Who she was I had no idea. I still don’t. She may have been from another class in our school. She may have been anyone from anywhere. But whoever she was, her arms around me and her clear young voice in my ear expressing her heartfelt understanding and commiseration with me over my loss, calmed me and settled me enough to enable me to face the rest of my walk home.
I can see now, looking back, how, in my confused, childish way, I’d known, as her arms went around me, that she had brought to our encounter something of which I had seen all too little in my life. Many years were to pass however before I was able to understand that what she had shown me, unasked and without question, was that so often maligned and misunderstood thing – love. Real love; that which asks no question – nor for anything in return. Real love; the recognition of oneness.

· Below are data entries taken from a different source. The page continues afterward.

//! Backing stores and per-volume IO state
//!
//! A volume and all partition readers created from it share one backing store.
//! Every read is positioned (offset + length), so readers on different threads
//! never contend on a shared cursor.

pub mod block;
#[cfg(feature = "std")]
pub mod file;
pub mod handle;
pub mod memory;

pub use block::BlockIoStore;
#[cfg(feature = "std")]
pub use file::FileStore;
pub use handle::{CancellationToken, IoHandle};
pub use memory::MemoryStore;

use crate::error::Result;

/// Random-access, read-only byte source holding a volume
///
/// Implementations use interior mutability so one store can be shared by
/// `Arc` between a [`Volume`](crate::Volume) and its partition readers.
pub trait BackingStore: Send + Sync {
    /// Open the store for reading
    fn open(&self) -> Result<()>;

    /// Close the store
    fn close(&self) -> Result<()>;

    /// Whether the store is currently open
    fn is_open(&self) -> bool;

    /// Total size of the store in bytes
    fn size(&self) -> Result<u64>;

    /// Read into `buf` starting at absolute byte `offset`
    ///
    /// # Returns
    /// Number of bytes read; less than `buf.len()` only when the end of the
    /// store is reached
    fn read_at(&self, buf: &mut [u8], offset: u64) -> Result<usize>;
}
//! Error types for MBR volume operations

use core::fmt;

/// Result type for MBR volume operations
pub type Result<T> = core::result::Result<T, MbrError>;

/// Errors that can occur while decoding or reading an MBR volume
#[derive(Debug, Clone, Copy, PartialEq, Eq)]
pub enum MbrError {
    /// Caller input is zero-length, out of range or otherwise unusable
    InvalidArgument,

    /// Buffer length does not match a fixed-size on-disk structure
    SizeMismatch,

    /// Boot record does not end in 0x55 0xAA
    InvalidSignature,

    /// Partition table layout is not supported (e.g. two extended entries)
    UnsupportedLayout,

    /// Offset, size or depth arithmetic exceeds a representable or configured limit
    OutOfBounds,

    /// Value exceeds the maximum the operation accepts
    ValueExceedsMaximum,

    /// Backing store read failed or returned fewer bytes than requested
    ReadFailed,

    /// Backing store write failed
    WriteFailed,

    /// Value was already set and may not be overridden
    AlreadySet,

    /// Volume already has an open backing store
    AlreadyOpen,

    /// Volume or backing store is not open
    NotOpen,

    /// Buffer allocation failed
    InsufficientMemory,

    /// Operation observed an abort request
    Cancelled,
}

impl fmt::Display for MbrError {
    fn fmt(&self, f: &mut fmt::Formatter<'_>) -> fmt::Result {
        match self {
            Self::InvalidArgument => write!(f, "Invalid argument"),
            Self::SizeMismatch => write!(f, "Buffer size does not match structure size"),
            Self::InvalidSignature => write!(f, "Invalid boot record signature"),
            Self::UnsupportedLayout => write!(f, "Unsupported partition table layout"),
            Self::OutOfBounds => write!(f, "Value out of bounds"),
            Self::ValueExceedsMaximum => write!(f, "Value exceeds maximum"),
            Self::ReadFailed => write!(f, "Read operation failed"),
            Self::WriteFailed => write!(f, "Write operation failed"),
            Self::AlreadySet => write!(f, "Value already set"),
            Self::AlreadyOpen => write!(f, "Volume already open"),
            Self::NotOpen => write!(f, "Volume or backing store not open"),
            Self::InsufficientMemory => write!(f, "Insufficient memory"),
            Self::Cancelled => write!(f, "Operation cancelled"),
        }
    }
}

#[cfg(feature = "std")]
impl std::error::Error for MbrError {}

#[cfg(feature = "std")]
impl From<MbrError> for std::io::Error {
    fn from(err: MbrError) -> Self {
        use std::io::ErrorKind;

        let kind = match err {
            MbrError::InvalidArgument | MbrError::OutOfBounds | MbrError::ValueExceedsMaximum => {
                ErrorKind::InvalidInput
            }
            MbrError::SizeMismatch | MbrError::InvalidSignature | MbrError::UnsupportedLayout => {
                ErrorKind::InvalidData
            }
            MbrError::ReadFailed => ErrorKind::UnexpectedEof,
            MbrError::Cancelled => ErrorKind::Interrupted,
            MbrError::NotOpen => ErrorKind::NotConnected,
            MbrError::InsufficientMemory => ErrorKind::OutOfMemory,
            _ => ErrorKind::Other,
        };
        std::io::Error::new(kind, err)
    }
}
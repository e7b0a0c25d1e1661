//! Backing store over a `gpt_disk_io::BlockIo` device
//!
//! Byte-granular reads are served by reading the covering blocks into a
//! scratch buffer and copying out the requested range.

use alloc::vec;
use core::sync::atomic::{AtomicBool, Ordering};

use gpt_disk_io::BlockIo;
use gpt_disk_types::Lba;
use log::warn;
use spin::Mutex;

use super::BackingStore;
use crate::error::{MbrError, Result};

/// Adapts any block device to [`BackingStore`]
pub struct BlockIoStore<B: BlockIo + Send> {
    device: Mutex<B>,
    open: AtomicBool,
}

impl<B: BlockIo + Send> BlockIoStore<B> {
    /// Wrap a block device; the store starts closed
    pub fn new(device: B) -> Self {
        Self {
            device: Mutex::new(device),
            open: AtomicBool::new(false),
        }
    }

    /// Unwrap the block device
    pub fn into_inner(self) -> B {
        self.device.into_inner()
    }
}

impl<B: BlockIo + Send> BackingStore for BlockIoStore<B> {
    fn open(&self) -> Result<()> {
        self.open.store(true, Ordering::Release);
        Ok(())
    }

    fn close(&self) -> Result<()> {
        self.open.store(false, Ordering::Release);
        Ok(())
    }

    fn is_open(&self) -> bool {
        self.open.load(Ordering::Acquire)
    }

    fn size(&self) -> Result<u64> {
        let mut device = self.device.lock();
        let block_size = u64::from(device.block_size().to_u32());
        let blocks = device.num_blocks().map_err(|err| {
            warn!("unable to query block count: {}", err);
            MbrError::ReadFailed
        })?;
        blocks.checked_mul(block_size).ok_or(MbrError::OutOfBounds)
    }

    fn read_at(&self, buf: &mut [u8], offset: u64) -> Result<usize> {
        if !self.is_open() {
            return Err(MbrError::NotOpen);
        }
        if buf.is_empty() {
            return Ok(0);
        }

        let mut device = self.device.lock();
        let block_size = u64::from(device.block_size().to_u32());
        let total = device
            .num_blocks()
            .map_err(|err| {
                warn!("unable to query block count: {}", err);
                MbrError::ReadFailed
            })?
            .checked_mul(block_size)
            .ok_or(MbrError::OutOfBounds)?;

        if offset >= total {
            return Ok(0);
        }
        let len = (buf.len() as u64).min(total - offset);
        let end = offset + len;

        let first_block = offset / block_size;
        let last_block = (end - 1) / block_size;
        let span = usize::try_from((last_block - first_block + 1) * block_size)
            .map_err(|_| MbrError::ValueExceedsMaximum)?;

        let mut scratch = vec![0u8; span];
        device
            .read_blocks(Lba(first_block), &mut scratch)
            .map_err(|err| {
                warn!("block read at lba {} failed: {}", first_block, err);
                MbrError::ReadFailed
            })?;

        let skip = (offset - first_block * block_size) as usize;
        let len = len as usize;
        buf[..len].copy_from_slice(&scratch[skip..skip + len]);
        Ok(len)
    }
}
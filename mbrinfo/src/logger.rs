//! Stderr logger for verbose output

use std::io::Write;

use log::{LevelFilter, Log, Metadata, Record};
use spin::Mutex;

/// Global logger instance
pub static LOGGER: Logger = Logger::new();

/// Logger writing "[LEVEL] message" lines to stderr
pub struct Logger {
    inner: Mutex<()>,
}

impl Logger {
    pub const fn new() -> Logger {
        Logger {
            inner: Mutex::new(()),
        }
    }
}

impl Log for Logger {
    fn enabled(&self, metadata: &Metadata) -> bool {
        metadata.level() <= log::max_level()
    }

    fn log(&self, record: &Record) {
        if self.enabled(record.metadata()) {
            let _guard = self.inner.lock();
            let _ = writeln!(std::io::stderr(), "[{}] {}", record.level(), record.args());
        }
    }

    fn flush(&self) {
        let _ = std::io::stderr().flush();
    }
}

/// Install the logger
///
/// # Arguments
/// * `verbose` - Log debug messages instead of warnings only
pub fn init(verbose: bool) {
    let level = if verbose {
        LevelFilter::Debug
    } else {
        LevelFilter::Warn
    };
    // A logger installed earlier keeps receiving messages
    if log::set_logger(&LOGGER).is_ok() {
        log::set_max_level(level);
    }
}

I’ve thought about her many, many times in the years since and wondered where she came from. She couldn’t have attended the same school – had she done so, I would surely have caught sight of her again. But I never did. And I never have. It’s almost as though she’d arrived on planet earth simply to be with me in that moment – then was gone again immediately after. There are after all, as the great man wrote, more things in heaven and earth than are dreamt of in our philosophy.
So whoever you are and wherever you are – Thank you. You have been a profound influence in my life.